Was die USA besser machen als wir

Derzeit schwappt ja nicht wirklich viel Gutes aus den Vereinigten Staaten rüber zu uns. Dank Präsident Trump ist häufiger Fremdschämen angesagt, als bei einer Folge „Frauentausch“. Aber in Sachen Fehlerkultur könnten wir uns, meiner Meinung nach, noch eine Scheibe von den Amerikanern abschneiden.

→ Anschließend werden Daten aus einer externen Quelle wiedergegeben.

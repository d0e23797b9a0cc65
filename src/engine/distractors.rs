//! Computed MCQ distractors.
//!
//! Distractors are derived from the correct answer locally so they are
//! never wrong answers hallucinated by the LLM: off-by-one slips,
//! doubling/halving errors, swapped values, and nearby numbers.

use rand::seq::SliceRandom;
use rand::Rng;

use crate::engine::options::{sanitize_answer, strip_letter_prefix, MCQ_LETTERS};

const NUM_OPTIONS: usize = 4;

/// Compute plausible wrong answers for a correct answer.
/// Returns `NUM_OPTIONS - 1` distractor strings without letter prefixes.
pub fn compute_distractors(correct_answer: &str) -> Vec<String> {
    let correct = strip_letter_prefix(correct_answer).trim().to_string();

    let mut distractors = match parse_number(&correct) {
        Some(num) => numeric_distractors(num),
        None => text_distractors(&correct),
    };

    distractors.retain(|d| !d.eq_ignore_ascii_case(&correct));
    distractors.dedup();

    let mut attempts = 0;
    while distractors.len() < NUM_OPTIONS - 1 && attempts < 10 {
        let fallback = fallback_distractor(&correct, &distractors);
        if !distractors.contains(&fallback) && fallback != correct {
            distractors.push(fallback);
        }
        attempts += 1;
    }

    let mut rng = rand::thread_rng();
    distractors.shuffle(&mut rng);
    distractors.truncate(NUM_OPTIONS - 1);
    distractors
}

/// Replace a candidate's options with computed distractors and place the
/// correct answer at a random letter. The returned correct answer carries
/// its letter prefix (`"B) 43"`).
pub fn insert_distractors(correct_answer: &str) -> (Vec<String>, String) {
    let correct = sanitize_answer(correct_answer);
    let distractors = compute_distractors(&correct);

    let mut rng = rand::thread_rng();
    let correct_index = rng.gen_range(0..NUM_OPTIONS.min(distractors.len() + 1));

    let mut texts: Vec<String> = Vec::with_capacity(NUM_OPTIONS);
    let mut remaining = distractors.into_iter();
    for slot in 0..NUM_OPTIONS {
        if slot == correct_index {
            texts.push(correct.clone());
        } else if let Some(d) = remaining.next() {
            texts.push(d);
        } else {
            texts.push(fallback_distractor(&correct, &texts));
        }
    }

    let options: Vec<String> = texts
        .iter()
        .enumerate()
        .map(|(i, t)| format!("{}) {t}", MCQ_LETTERS[i]))
        .collect();
    let labeled_correct = format!("{}) {correct}", MCQ_LETTERS[correct_index]);
    (options, labeled_correct)
}

/// Parse a numeric answer, including simple fractions and powers.
fn parse_number(text: &str) -> Option<f64> {
    let text = text.trim();

    if text.matches('/').count() == 1 {
        let (num, den) = text.split_once('/')?;
        let num: f64 = num.trim().parse().ok()?;
        let den: f64 = den.trim().parse().ok()?;
        return (den != 0.0).then(|| num / den);
    }

    if let Some((base, exp)) = text.split_once('^') {
        let base: f64 = base.trim().parse().ok()?;
        let exp: f64 = exp.trim().parse().ok()?;
        return Some(base.powf(exp));
    }

    text.parse().ok()
}

fn numeric_distractors(correct: f64) -> Vec<String> {
    let mut rng = rand::thread_rng();
    let is_integer = correct.fract() == 0.0;
    let mut out: Vec<String> = Vec::new();

    // Off-by-one slips, scaled up for bigger numbers.
    let step = if correct.abs() < 10.0 {
        if is_integer {
            1.0
        } else {
            0.5
        }
    } else {
        (correct.abs() * 0.1).floor().max(1.0)
    };

    for delta in [step, -step, step * 2.0, -step * 2.0] {
        push_candidate(&mut out, correct + delta, correct, is_integer);
    }

    // Doubling / halving errors.
    if correct != 0.0 {
        for mult in [2.0, 0.5] {
            push_candidate(&mut out, correct * mult, correct, is_integer);
        }
    }

    // Random nearby values to fill out the pool.
    let spread = correct.abs().max(5.0) as i64;
    for _ in 0..3 {
        let delta = rng.gen_range(-spread..=spread) as f64;
        push_candidate(&mut out, correct + delta, correct, is_integer);
    }

    out
}

fn push_candidate(out: &mut Vec<String>, value: f64, correct: f64, is_integer: bool) {
    if value == correct || value < 0.0 {
        return;
    }
    let formatted = format_number(value, is_integer);
    if !out.contains(&formatted) {
        out.push(formatted);
    }
}

fn format_number(num: f64, is_integer: bool) -> String {
    if is_integer || num.fract() == 0.0 {
        format!("{}", num as i64)
    } else {
        let formatted = format!("{num:.2}");
        formatted
            .trim_end_matches('0')
            .trim_end_matches('.')
            .to_string()
    }
}

fn text_distractors(correct: &str) -> Vec<String> {
    let lower = correct.to_lowercase();

    if lower == "true" || lower == "false" {
        return vec![if lower == "true" { "False" } else { "True" }.to_string()];
    }
    if lower == "yes" || lower == "no" {
        return vec![if lower == "yes" { "No" } else { "Yes" }.to_string()];
    }

    const WORD_NUMBERS: [(&str, i64); 10] = [
        ("one", 1),
        ("two", 2),
        ("three", 3),
        ("four", 4),
        ("five", 5),
        ("six", 6),
        ("seven", 7),
        ("eight", 8),
        ("nine", 9),
        ("ten", 10),
    ];
    if let Some((_, n)) = WORD_NUMBERS.iter().find(|(w, _)| *w == lower) {
        return vec![format!("{}", n + 1), format!("{}", n - 1)];
    }

    Vec::new()
}

fn fallback_distractor(correct: &str, exclude: &[String]) -> String {
    if let Some(num) = parse_number(correct) {
        for delta in [1, 2, 3, 4, -1, -2, -3, -4] {
            let value = num + delta as f64;
            let formatted = format_number(value, num.fract() == 0.0);
            if formatted != correct && !exclude.contains(&formatted) {
                return formatted;
            }
        }
    }

    for fallback in ["0", "maybe", "no", "1", "unknown"] {
        if !fallback.eq_ignore_ascii_case(correct)
            && !exclude.iter().any(|e| e.eq_ignore_ascii_case(fallback))
        {
            return fallback.to_string();
        }
    }

    format!("option-{}", rand::thread_rng().gen_range(1000..9999))
}

#[cfg(test)]
mod tests {
    use crate::engine::options::strip_letter_prefix;

    use super::*;

    #[test]
    fn numeric_distractors_are_distinct_and_nonnegative() {
        for _ in 0..20 {
            let distractors = compute_distractors("8");
            assert_eq!(distractors.len(), 3);
            for d in &distractors {
                assert_ne!(d, "8");
                assert!(d.parse::<f64>().unwrap() >= 0.0);
            }
            let mut sorted = distractors.clone();
            sorted.sort();
            sorted.dedup();
            assert_eq!(sorted.len(), 3);
        }
    }

    #[test]
    fn strips_letter_prefix_before_computing() {
        let distractors = compute_distractors("B) 43");
        assert!(!distractors.contains(&"43".to_string()));
    }

    #[test]
    fn boolean_answers_get_opposite() {
        assert_eq!(compute_distractors("True")[..1], ["False".to_string()]);
    }

    #[test]
    fn insert_places_correct_answer_under_its_letter() {
        for _ in 0..20 {
            let (options, labeled) = insert_distractors("43");
            assert_eq!(options.len(), 4);

            let letter = labeled.chars().next().unwrap();
            let idx = (letter as u8 - b'A') as usize;
            assert_eq!(strip_letter_prefix(&options[idx]), "43");
            assert_eq!(strip_letter_prefix(&labeled), "43");

            // No placeholder markers survive insertion.
            for option in &options {
                assert!(!option.contains("alt0"));
            }

            // All four options unique after prefix strip.
            let mut texts: Vec<String> = options
                .iter()
                .map(|o| strip_letter_prefix(o).to_string())
                .collect();
            texts.sort();
            texts.dedup();
            assert_eq!(texts.len(), 4);
        }
    }
}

Während nämlich hierzulande quasi eine Nullfehler-Politik in den meisten Betrieben herrscht, darf man in den USA durchaus auch mal Fehler machen. Es gehört dort sogar dazu, denn nur aus Fehlern kann man lernen. Und Fehler sind schliesslich auch menschlich. Prominente Beispiele gibt es viele, wie die Einführung der „New Coke“, die als historischer Fail in die Firmengeschichte des Getränkeherstellers einging. Oder jüngst Tesla-Gründer Elon Musk, der mit öffentlichem Kiffen oder Hetze gegen die eigene Firma den Börsenkurs ins Wanken brachte. In beiden Fällen musste niemand seinen Hut ziehen, sondern es wurde analysiert was falsch gelaufen ist und draus gelernt. Mitarbeiter in den USA stehen Fehlern also weitaus gelassener gegenüber, während hier schon ein kleines Missgeschick zu Abmahnung oder gar Kündigung führen kann. Multimilliardär Warren Buffett hat einmal gesagt: „Nur wer Fehler macht, sie erkennt und zugibt und dafür nicht gleich reglementiert wird, kann einen wertvollen Beitrag für die Firma leisten. Ich stelle lieber Manager ein, die genug Selbstvertrauen an den Tag legen, eigene Fehler zugeben zu können.“ Denn wer ständig in Angst vor Fehlern lebt, der geht kein Risiko ein und wagt nichts Neues. Pures Gift für eine kreative Branche wie unsere. Aus dem Flop heraus entwickelte Coca-Cola übrigens das Prinzip des Brandings, eine Erfolgsgeschichte die ja bekanntermassen bis heute funktioniert.